:: ASSIGNMENT ::
Reproduce the records word for word, from the first line to the line containing "let mut attributes = HashMap::new();".

:: MATERIAL TO PROCESS ::
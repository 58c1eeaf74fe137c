//! QueueStatus query processor

use crate::protocol::codes;
use crate::protocol::error::{ProtocolError, ProtocolResult};
use crate::protocol::message::{Message, MessageFactory};
use crate::protocol::processor::{MessageProcessor, ProcessorFamily};
use crate::queue::engine::QueueEngine;
use crate::queue::ordering::{DetailLevel, QueueFilter, SortDirection};
use std::collections::HashMap;
use std::sync::Arc;

/// Build the queue filter from query parameters
///
/// Recognized parameters: `Details` (None/Brief/JobPhase/JDF), `MaxEntries`
/// (0 or negative means all), `Match` (map of entry attribute to required
/// value) and `Ascending` (reverse the sort direction).
fn parse_filter(request: &Message) -> ProtocolResult<QueueFilter> {
    let details = match request.param_str("Details") {
        None => DetailLevel::default(),
        Some(raw) => {
            DetailLevel::parse(raw).ok_or_else(|| ProtocolError::MalformedParameter {
                name: "Details".to_string(),
                reason: format!("unknown detail level '{raw}'"),
            })?
        }
    };

    // Out-of-range (negative) caps mean unlimited
    let max_entries = request
        .param_i64("MaxEntries")
        .filter(|n| *n > 0)
        .map(|n| n as usize)
        .unwrap_or(0);

    let mut attributes = HashMap::new();
    if let Some(matches) = request.param_object("Match") {
        for (key, value) in matches {
            let value = value
                .as_str()
                .ok_or_else(|| ProtocolError::MalformedParameter {
                    name: "Match".to_string(),
                    reason: format!("value for '{key}' is not a string"),
                })?;
            attributes.insert(key.clone(), value.to_string());
        }
    }

    let direction = match request.params.get("Ascending").and_then(|v| v.as_bool()) {
        Some(true) => SortDirection::Ascending,
        _ => SortDirection::Descending,
    };

    Ok(QueueFilter {
        details,
        max_entries,
        attributes,
        direction,
    })
}

pub struct QueueStatusProcessor {
    engine: Arc<QueueEngine>,
    ids: Arc<MessageFactory>,
}

impl QueueStatusProcessor {
    pub fn new(engine: Arc<QueueEngine>, ids: Arc<MessageFactory>) -> Self {
        Self { engine, ids }
    }
}

impl MessageProcessor for QueueStatusProcessor {
    fn message_type(&self) -> &str {
        "QueueStatus"
    }

    fn family(&self) -> ProcessorFamily {
        ProcessorFamily::Query
    }

    fn process(&self, request: &Message) -> Message {
        let filter = match parse_filter(request) {
            Ok(filter) => filter,
            Err(e) => {
                return Message::response_to(request, self.ids.next_id(), e.return_code())
                    .with_comment(e.to_string())
            }
        };

        let snapshot = self.engine.query(&filter);
        match serde_json::to_value(&snapshot) {
            Ok(queue) => Message::response_to(request, self.ids.next_id(), codes::RC_SUCCESS)
                .with_param("Queue", queue),
            Err(e) => {
                // Should not happen for a plain snapshot; still never panic
                log::error!("queue snapshot not serializable: {e}");
                Message::response_to(request, self.ids.next_id(), codes::RC_INVALID_PARAMETER)
                    .with_comment("internal: snapshot serialization failed".to_string())
            }
        }
    }
}

#[cfg(test)]
mod tests {
    use super::*;
    use crate::queue::engine::SubmitParams;
    use crate::queue::ordering::QueueSnapshot;
    use serde_json::json;
    use tokio::sync::mpsc::unbounded_channel;

    fn setup() -> (QueueStatusProcessor, Arc<QueueEngine>) {
        let (tx, _rx) = unbounded_channel();
        let engine = Arc::new(QueueEngine::new(10, tx));
        let processor =
            QueueStatusProcessor::new(Arc::clone(&engine), Arc::new(MessageFactory::new("m")));
        (processor, engine)
    }

    fn submit(engine: &QueueEngine, priority: i32) {
        engine
            .submit(SubmitParams {
                job_url: "file://job".to_string(),
                priority,
            })
            .unwrap();
    }

    fn snapshot_of(response: &Message) -> QueueSnapshot {
        serde_json::from_value(response.params.get("Queue").unwrap().clone()).unwrap()
    }

    #[test]
    fn test_query_returns_sorted_snapshot() {
        let (processor, engine) = setup();
        submit(&engine, 20);
        submit(&engine, 80);

        let request = Message::query("q1".to_string(), "QueueStatus".to_string());
        let response = processor.process(&request);
        assert_eq!(response.return_code, Some(codes::RC_SUCCESS));

        let snapshot = snapshot_of(&response);
        assert_eq!(snapshot.entry_count, 2);
        assert_eq!(snapshot.entries[0].priority, 80);
        assert_eq!(snapshot.entries[1].priority, 20);
    }

    #[test]
    fn test_detail_and_cap_parameters() {
        let (processor, engine) = setup();
        for _ in 0..4 {
            submit(&engine, 50);
        }

        let request = Message::query("q1".to_string(), "QueueStatus".to_string())
            .with_param("Details", json!("None"));
        let snapshot = snapshot_of(&processor.process(&request));
        assert!(snapshot.entries.is_empty());
        assert_eq!(snapshot.entry_count, 4);

        let request = Message::query("q2".to_string(), "QueueStatus".to_string())
            .with_param("MaxEntries", json!(2));
        assert_eq!(snapshot_of(&processor.process(&request)).entries.len(), 2);

        // Negative cap is out of range and means unlimited
        let request = Message::query("q3".to_string(), "QueueStatus".to_string())
            .with_param("MaxEntries", json!(-1));
        assert_eq!(snapshot_of(&processor.process(&request)).entries.len(), 4);
    }

    #[test]
    fn test_unknown_detail_level_rejected() {
        let (processor, _engine) = setup();
        let request = Message::query("q1".to_string(), "QueueStatus".to_string())
            .with_param("Details", json!("Everything"));
        let response = processor.process(&request);
        assert_eq!(response.return_code, Some(codes::RC_INVALID_PARAMETER));
    }

    #[test]
    fn test_attribute_match_parameter() {
        let (processor, engine) = setup();
        submit(&engine, 10);
        submit(&engine, 90);

        let request = Message::query("q1".to_string(), "QueueStatus".to_string())
            .with_param("Match", json!({ "Priority": "90" }));
        let snapshot = snapshot_of(&processor.process(&request));
        assert_eq!(snapshot.entries.len(), 1);
        assert_eq!(snapshot.entries[0].priority, 90);

        let request = Message::query("q2".to_string(), "QueueStatus".to_string())
            .with_param("Match", json!({ "Priority": 90 }));
        let response = processor.process(&request);
        assert_eq!(response.return_code, Some(codes::RC_INVALID_PARAMETER));
    }
}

:: RESPONSE ::
repository 58c1eeaf74fe137c
//! QueueStatus query processor

use crate::protocol::codes;
use crate::protocol::error::{ProtocolError, ProtocolResult};
use crate::protocol::message::{Message, MessageFactory};
use crate::protocol::processor::{MessageProcessor, ProcessorFamily};
use crate::queue::engine::QueueEngine;
use crate::queue::ordering::{DetailLevel, QueueFilter, SortDirection};
use std::collections::HashMap;
use std::sync::Arc;

/// Build the queue filter from query parameters
///
/// Recognized parameters: `Details` (None/Brief/JobPhase/JDF), `MaxEntries`
/// (0 or negative means all), `Match` (map of entry attribute to required
/// value) and `Ascending` (reverse the sort direction).
fn parse_filter(request: &Message) -> ProtocolResult<QueueFilter> {
    let details = match request.param_str("Details") {
        None => DetailLevel::default(),
        Some(raw) => {
            DetailLevel::parse(raw).ok_or_else(|| ProtocolError::MalformedParameter {
                name: "Details".to_string(),
                reason: format!("unknown detail level '{raw}'"),
            })?
        }
    };

    // Out-of-range (negative) caps mean unlimited
    let max_entries = request
        .param_i64("MaxEntries")
        .filter(|n| *n > 0)
        .map(|n| n as usize)
        .unwrap_or(0);

    let mut attributes = HashMap::new();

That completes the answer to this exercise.